By Rob Waters
APRIL 19, 2019
Saira
Diaz uses her fingers to count the establishments selling fast food and sweets
near the South Los Angeles home she shares with her parents and 13-year-old
son. “There’s one, two, three, four, five fast-food restaurants,” she says.
“And a little mom and pop store that sells snacks and sodas and candy.”
In that
low-income, predominantly Latino neighborhood, it’s pretty hard for a kid to
avoid sugar. Last year, doctors at St. John’s Well Child and Family Center, a
nonprofit community clinic seven blocks away, became alarmed by the rising
weight of Diaz’s son, Adrian Mejia. They persuaded him to join an intervention study run
by the University of Southern California and Children’s Hospital Los Angeles
(CHLA) that weans participants off sugar in an effort to reduce the rate of
obesity and diabetes among children.
It also
targets a third condition fewer people have heard of: fatty liver disease.
Linked
both to genetics and diets high in sugar and fat, “fatty liver disease is
ripping through the Latino community like a silent tsunami and especially
affecting children,” said Dr. Rohit Kohli, chief of gastroenterology,
hepatology and nutrition at CHLA.
Recent
research shows about 1 in 4 people in the U.S. have fatty liver disease. But
among Latinos, especially of Mexican and Central American descent, the rate is
significantly higher. One large study in
Dallas found that 45% of Latinos had fatty livers.
The
illness, diagnosed when more than 5% of the liver’s weight is fat, does not
cause serious problems in most people. But it can progress to a more severe
condition called nonalcoholic steatohepatitis, or NASH, which is linked
to cirrhosis, liver cancer and liver
failure. This progressive form of fatty liver disease is the fastest-growing cause of liver
transplants in young adults.
The
USC-CHLA study is led by Michael Goran, director of the Diabetes and Obesity
Program at CHLA, who last year made an alarming discovery: Sugar from sweetened
beverages can be passed in breast milk from mothers to their babies,
potentially predisposing infants to obesity and fatty livers.
Called
HEROES, for Healthy Eating Through Reduction of Excess Sugar, his program is
designed to help children like Adrian, who used to drink four or more sugary
drinks a day, shed unhealthy habits that can lead to fatty liver and other
diseases.
Fatty
liver disease is gaining more attention in the medical community as lawmakers
ratchet up pressure to discourage the consumption of sugar-laden drinks.

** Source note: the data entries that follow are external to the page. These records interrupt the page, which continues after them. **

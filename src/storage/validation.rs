//! Path validation
//!
//! Confines caller-supplied paths to the workspace root.

use log::warn;
use std::io;
use std::path::{Path, PathBuf, is_separator};

use crate::error::StorageError;
use crate::storage::filesystem::{
    canonicalize_lenient, create_directory, directory_exists, find_symlink,
};

/// The directory every operation is confined to.
///
/// Holds the canonical form of the configured directory. It is fixed for the
/// lifetime of the process and safe to share between concurrent requests.
#[derive(Debug, Clone, PartialEq, Eq)]
pub struct WorkspaceRoot {
    root: PathBuf,
}

/// A caller path that has been resolved and proven to lie inside the workspace.
#[derive(Debug, Clone, PartialEq, Eq)]
pub struct ConfinedPath {
    real: PathBuf,
    requested: String,
}

impl WorkspaceRoot {
    /// Creates the directory if needed and pins its canonical location.
    pub fn open(dir: impl AsRef<Path>) -> io::Result<Self> {
        let dir = dir.as_ref();
        create_directory(dir)?;
        let root = canonicalize_lenient(dir)?;
        if !directory_exists(&root) {
            return Err(io::Error::new(
                io::ErrorKind::NotADirectory,
                format!("{} is not a directory", root.display()),
            ));
        }
        Ok(Self { root })
    }

    pub fn path(&self) -> &Path {
        &self.root
    }

    /// Resolves `raw` against the workspace.
    ///
    /// Leading separators are stripped so absolute-looking paths stay
    /// workspace-relative. The result is canonical and is either the root
    /// itself or a descendant of it; anything else is `AccessDenied`.
    pub fn resolve(&self, raw: &str) -> Result<ConfinedPath, StorageError> {
        let relative = raw.trim_start_matches(is_separator);
        let candidate = self.root.join(relative);

        let real = canonicalize_lenient(&candidate).map_err(|e| {
            warn!("Could not canonicalize {:?}: {}", raw, e);
            StorageError::AccessDenied(raw.to_string())
        })?;

        // Component-wise: `/workspace-evil` is not under `/workspace`.
        if !real.starts_with(&self.root) {
            warn!(
                "Rejected path {:?} resolving to {} outside {}",
                raw,
                real.display(),
                self.root.display()
            );
            return Err(StorageError::AccessDenied(raw.to_string()));
        }

        match find_symlink(&self.root, &real) {
            Ok(None) => {}
            Ok(Some(link)) => {
                warn!("Rejected path {:?} through dangling symlink {}", raw, link.display());
                return Err(StorageError::AccessDenied(raw.to_string()));
            }
            Err(e) => {
                warn!("Could not inspect {:?}: {}", raw, e);
                return Err(StorageError::AccessDenied(raw.to_string()));
            }
        }

        Ok(ConfinedPath {
            real,
            requested: raw.to_string(),
        })
    }
}

impl ConfinedPath {
    pub fn as_path(&self) -> &Path {
        &self.real
    }

    /// The path string as the caller sent it.
    pub fn requested(&self) -> &str {
        &self.requested
    }
}

impl AsRef<Path> for ConfinedPath {
    fn as_ref(&self) -> &Path {
        &self.real
    }
}

/// Expresses `path` relative to the workspace using `/` separators.
pub fn relative_to_root(root: &WorkspaceRoot, path: &Path) -> String {
    let relative = path.strip_prefix(&root.root).unwrap_or(path);
    relative
        .components()
        .map(|c| c.as_os_str().to_string_lossy())
        .collect::<Vec<_>>()
        .join("/")
}
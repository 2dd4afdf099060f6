//! Authentication system
//!
//! Handles bearer-token validation for tool endpoints.

pub mod validator;

pub use validator::TokenAuth;
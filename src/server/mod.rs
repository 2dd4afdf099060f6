//! Server core functionality
//!
//! This module contains the HTTP server, its routes, and the state shared
//! between request handlers.

pub mod core;
pub mod routes;
pub mod state;

pub use self::core::{Server, build_router};
pub use state::AppState;
use axum::{
    Router,
    middleware::{from_fn, from_fn_with_state},
    routing::{get, post},
};
use log::{info, warn};
use std::sync::Arc;
use tokio::net::TcpListener;
use tower_http::cors::CorsLayer;

use crate::auth::TokenAuth;
use crate::config::ServerConfig;
use crate::error::ServerError;
use crate::middleware::{log_request, require_token};
use crate::server::routes;
use crate::server::state::AppState;
use crate::storage::{FileOperations, WorkspaceRoot};

pub struct Server {
    listener: TcpListener,
    app: Router,
}

impl Server {
    /// Prepares the workspace and binds the listener. Does not serve yet.
    pub async fn new(config: ServerConfig) -> Result<Self, ServerError> {
        let root =
            WorkspaceRoot::open(config.workspace_path()).map_err(|source| ServerError::Workspace {
                path: config.workspace_dir.clone(),
                source,
            })?;
        info!(
            "Workspace directory: {} (resolved: {})",
            config.workspace_dir,
            root.path().display()
        );

        let auth = TokenAuth::new(config.token());
        if !auth.requires_auth() {
            warn!("No secret token configured; tool endpoints are unauthenticated");
        }

        let state = AppState {
            ops: FileOperations::new(Arc::new(root)),
            session_id: config.session_id.clone(),
            workspace_dir: config.workspace_dir.clone(),
        };
        let app = build_router(state, auth, config.enable_cors);

        let addr = config.socket_addr();
        let listener = TcpListener::bind(&addr)
            .await
            .map_err(|source| ServerError::Bind {
                addr: addr.clone(),
                source,
            })?;
        info!("Server bound to {}", addr);
        info!("Filesystem sandbox server started for session: {}", config.session_id);

        Ok(Self { listener, app })
    }

    /// Serves requests until Ctrl-C. Each request runs as its own task.
    pub async fn start(self) -> Result<(), ServerError> {
        axum::serve(self.listener, self.app)
            .with_graceful_shutdown(shutdown_signal())
            .await?;
        info!("Server stopped");
        Ok(())
    }
}

/// Builds the HTTP application around an already-opened workspace.
pub fn build_router(state: AppState, auth: TokenAuth, enable_cors: bool) -> Router {
    let tools = Router::new()
        .route("/tools/read_file", post(routes::read_file))
        .route("/tools/write_file", post(routes::write_file))
        .route("/tools/create_directory", post(routes::create_directory))
        .route("/tools/list_directory", post(routes::list_directory))
        .route("/tools/move_file", post(routes::move_file))
        .route("/tools/get_file_info", post(routes::get_file_info))
        .route("/tools/call", post(routes::call_tool))
        .route("/tools/list", get(routes::list_tools).post(routes::list_tools))
        .route_layer(from_fn_with_state(auth, require_token));

    let app = Router::new()
        .route("/healthz", get(routes::healthz))
        .route("/health", get(routes::health))
        .merge(tools)
        .layer(from_fn(log_request))
        .with_state(state);

    if enable_cors {
        app.layer(CorsLayer::very_permissive())
    } else {
        app
    }
}

async fn shutdown_signal() {
    if let Err(e) = tokio::signal::ctrl_c().await {
        warn!("Failed to listen for shutdown signal: {}", e);
        std::future::pending::<()>().await;
    }
    info!("Shutdown signal received");
}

Legislators in Sacramento are mulling proposals to impose a statewide soda tax,
put warning labels on sugary drinks and bar beverage companies from offering
discount coupons on sweetened drinks.
“I
support sugar taxes and warning labels as a way to discourage consumption, but
I don’t think that alone will do the trick,” Goran said. “We also need public
health strategies that limit marketing of sugary beverages, snacks and cereals
to infants and children.”
William
Dermody, a spokesman for the American Beverage Association said: “We understand
that we have a role to play in helping Americans manage consumption of added
sugars, which is why we are creating more drinks with less or no sugar.”
In
2016, 45 deaths in Los Angeles County were attributed to fatty liver disease.
But that’s a “gross underestimate,” because by the time people with the illness
die, they often have cirrhosis, and that’s what appears on the death
certificate, said Dr. Paul Simon, chief science officer at the L.A. County
Department of Public Health.
Still,
Simon said, it was striking that 53% of the 2016 deaths attributed to fatty
liver disease were among Latinos — nearly double their proportion of total
deaths in the county.
Medical
researchers consider fatty liver disease a manifestation of something called
metabolic syndrome — a cluster of conditions that include excess belly fat and
elevated blood pressure, blood sugar and cholesterol that can increase the risk
of heart disease, stroke and diabetes.
Until
2006, few doctors knew that children could get fatty liver disease. That year
Dr. Jeffrey Schwimmer, a professor of pediatrics at the University of
California-San Diego, reviewed the autopsies of 742 children
and teenagers, ages 2 to 19, who had died in car crashes or from other causes,
and he found that 13% of them had fatty liver disease. Among obese kids, 38%
had fatty livers.
After
Schwimmer’s study was released, Goran began using MRIs to diagnose fatty liver
in living children.
A
2008 study by another
group of researchers nudged Goran further. It showed that a variant of a gene
called PNPLA3 significantly increased the risk of the disease. About half of
Latinos have one copy of that high-risk gene, and a quarter have two copies,
according to Goran.
He
began a new study, which showed that among children as young as 8,
those who had two copies of the risky gene and consumed high amounts of sugar
had three times as much fat in their livers as kids with no copy of the gene.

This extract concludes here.